Answer the following questions.

• Why the statement “The Earth is flat or the smallpox vaccine is proven effective” is obviously true?

• What is the difference between NA and NA_real_?

• Why is “FALSE & NA” equal to FALSE, but “TRUE & NA” is NA?

• Why has ifelse(x>=0, sqrt(x), NA_real_) a tendency to generate warnings and how to rewrite it so as to prevent that from happening?

• What is the interpretation of mean(x >= 0 & x <= 1)?

• For some integer \(x\) and \(y\), how to verify whether \(0 < x < 100\), \(0 < y < 100\), and \(x < y\), all at the same time?

• Mathematically, for all real \(x, y > 0\), we have \(\log xy = \log x + \log y\). Why then all(log(x*y) == log(x)+log(y)) can sometimes return FALSE? How to fix this?

• Is x/y/z always equal to x/(y/z)? How to fix this?

• What is the purpose of very specific functions such as log1p and expm1 (see their help page) and many others listed in, e.g., the GNU GSL library [28]? Is our referring to them a violation of the beloved “do not multiply entities without necessity” rule?

• If we know that \(x\) may be subject to error, how to test whether \(x>0\) in a robust manner?

• Is “y<-5” the same as “y <- 5” or rather “y < -5”?

Exercise 3.5

What is the difference between all and isTRUE? What about `==`, identical, and all.equal? Is the last one properly vectorised?

Exercise 3.6

Compute the cross-entropy loss between a numeric vector \(\boldsymbol{p}\) with values in the interval \((0, 1)\) and a logical vector \(\boldsymbol{y}\), both of length \(n\) (you can generate them randomly or manually, it does not matter, it is just an exercise):

\[ \mathcal{L}(\boldsymbol{p}, \boldsymbol{y}) = \frac{1}{n} \sum_{i=1}^n \ell_i, \]

where

\[ \ell_i = \left\{ \begin{array}{ll} -\log p_i & \text{if } y_i \text{ is TRUE }, \\ -\log (1-p_i) & \text{if } y_i \text{ is FALSE }. \\ \end{array} \right. \]

Interpretation: in classification problems, \(y_i\in\{\text{FALSE}, \text{TRUE}\}\) denotes the true class of the \(i\)-th object (say, whether the \(i\)-th hospital patient is symptomatic) and \(p_i\in(0, 1)\) is a machine learning algorithm’s confidence that \(i\) belongs to class TRUE (e.g., how sure a decision tree model is that the corresponding person is unwell).
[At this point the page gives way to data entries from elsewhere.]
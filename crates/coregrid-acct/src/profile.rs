//! Profile rows, sinks, and the timer that paces samplers.

use std::sync::Arc;
use std::thread::{self, JoinHandle};
use std::time::Duration;

use parking_lot::{Condvar, Mutex};
use serde::{Deserialize, Serialize};
use tracing::{debug, info};

use crate::sampler::StepKey;

/// One profiling row for a step.
#[derive(Debug, Clone, PartialEq, Serialize, Deserialize)]
#[serde(rename_all = "PascalCase")]
pub struct ProfileRow {
    pub timestamp: u64,
    /// kHz.
    #[serde(rename = "CPUFreq")]
    pub cpu_freq: u32,
    /// Seconds of CPU time so far.
    #[serde(rename = "CPUTime")]
    pub cpu_time: f64,
    /// Percent of one CPU since the previous row.
    #[serde(rename = "CPUUtil")]
    pub cpu_util: f64,
    /// Bytes.
    #[serde(rename = "RSS")]
    pub rss: u64,
    #[serde(rename = "VMSize")]
    pub vm_size: u64,
    pub pages: u64,
    #[serde(rename = "ReadMB")]
    pub read_mb: f64,
    #[serde(rename = "WriteMB")]
    pub write_mb: f64,
}

pub trait ProfileSink: Send + Sync {
    fn record(&self, step: StepKey, row: &ProfileRow);
}

/// Keeps rows in memory.
#[derive(Debug, Default)]
pub struct MemorySink {
    rows: Mutex<Vec<(StepKey, ProfileRow)>>,
}

impl MemorySink {
    pub fn new() -> Self {
        Self::default()
    }

    pub fn rows(&self) -> Vec<(StepKey, ProfileRow)> {
        self.rows.lock().clone()
    }
}

impl ProfileSink for MemorySink {
    fn record(&self, step: StepKey, row: &ProfileRow) {
        self.rows.lock().push((step, row.clone()));
    }
}

/// Emits each row as a structured `info` event.
#[derive(Debug, Default)]
pub struct TracingSink;

impl ProfileSink for TracingSink {
    fn record(&self, step: StepKey, row: &ProfileRow) {
        info!(
            step = %step,
            timestamp = row.timestamp,
            cpu_freq = row.cpu_freq,
            cpu_time = row.cpu_time,
            cpu_util = row.cpu_util,
            rss = row.rss,
            vm_size = row.vm_size,
            pages = row.pages,
            read_mb = row.read_mb,
            write_mb = row.write_mb,
            "profile"
        );
    }
}

// ── Timer ──────────────────────────────────────────────────────────

#[derive(Debug, Default)]
struct TimerState {
    tick: u64,
    shutdown: bool,
}

/// Shared tick counter plus condition variable. Samplers wait for the
/// counter to move past the tick they last handled; shutdown wakes all
/// of them.
#[derive(Debug, Clone, Default)]
pub struct ProfileTimer {
    shared: Arc<(Mutex<TimerState>, Condvar)>,
}

impl ProfileTimer {
    pub fn new() -> Self {
        Self::default()
    }

    /// Advance the tick and wake every waiter.
    pub fn tick(&self) {
        let (lock, cond) = &*self.shared;
        lock.lock().tick += 1;
        cond.notify_all();
    }

    pub fn shutdown(&self) {
        let (lock, cond) = &*self.shared;
        lock.lock().shutdown = true;
        cond.notify_all();
    }

    pub fn is_shutdown(&self) -> bool {
        self.shared.0.lock().shutdown
    }

    pub fn current(&self) -> u64 {
        self.shared.0.lock().tick
    }

    /// Block until the tick moves past `seen`. `None` once shut down.
    pub fn wait_past(&self, seen: u64) -> Option<u64> {
        let (lock, cond) = &*self.shared;
        let mut state = lock.lock();
        while !state.shutdown && state.tick <= seen {
            cond.wait(&mut state);
        }
        (!state.shutdown).then_some(state.tick)
    }

    /// Spawn a thread that ticks every `period` until shutdown.
    pub fn start(&self, period: Duration) -> JoinHandle<()> {
        let timer = self.clone();
        thread::spawn(move || {
            debug!(period_ms = period.as_millis() as u64, "profile timer started");
            let (lock, cond) = &*timer.shared;
            loop {
                let mut state = lock.lock();
                if state.shutdown {
                    break;
                }
                let timed_out = cond.wait_for(&mut state, period).timed_out();
                if state.shutdown {
                    break;
                }
                if timed_out {
                    state.tick += 1;
                    drop(state);
                    cond.notify_all();
                }
            }
            debug!("profile timer stopped");
        })
    }
}

#[cfg(test)]
mod tests {
    use super::*;

    #[test]
    fn waiters_see_ticks_and_shutdown() {
        let timer = ProfileTimer::new();
        let waiter = {
            let timer = timer.clone();
            thread::spawn(move || {
                let mut seen = 0;
                let mut ticks = 0;
                while let Some(t) = timer.wait_past(seen) {
                    seen = t;
                    ticks += 1;
                }
                ticks
            })
        };
        timer.tick();
        while timer.current() < 1 {
            thread::yield_now();
        }
        timer.shutdown();
        let ticks = waiter.join().unwrap();
        assert!(ticks <= 1);
        assert!(timer.is_shutdown());
        assert_eq!(timer.wait_past(0), None);
    }

    #[test]
    fn started_timer_ticks_until_shutdown() {
        let timer = ProfileTimer::new();
        let handle = timer.start(Duration::from_millis(5));
        assert_eq!(timer.wait_past(0).map(|t| t >= 1), Some(true));
        timer.shutdown();
        handle.join().unwrap();
    }

    #[test]
    fn memory_sink_keeps_rows() {
        let sink = MemorySink::new();
        let row = ProfileRow {
            timestamp: 1,
            cpu_freq: 2_000_000,
            cpu_time: 1.5,
            cpu_util: 50.0,
            rss: 1024,
            vm_size: 4096,
            pages: 0,
            read_mb: 0.0,
            write_mb: 0.0,
        };
        sink.record(StepKey::new(1, 0), &row);
        assert_eq!(sink.rows(), vec![(StepKey::new(1, 0), row.clone())]);
        let json = serde_json::to_value(&row).unwrap();
        assert_eq!(json["CPUFreq"], 2_000_000);
        assert_eq!(json["VMSize"], 4096);
    }
}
Ideally, if \(y_i\) is TRUE, \(p_i\) should be close to 1 and to \(0\) otherwise. The cross-entropy loss quantifies by how much a classifier differs from the omniscient one. The use of the logarithm penalises strong beliefs in the wrong answer.

By the way, if we have solved any of the exercises encountered so far by referring to if statements, for loops, vector indexing like x[...], or any external R package, we recommend going back and rewrite our code. Let’s keep things simple (effective, readable) by only using base R’s vectorised operations that we have introduced.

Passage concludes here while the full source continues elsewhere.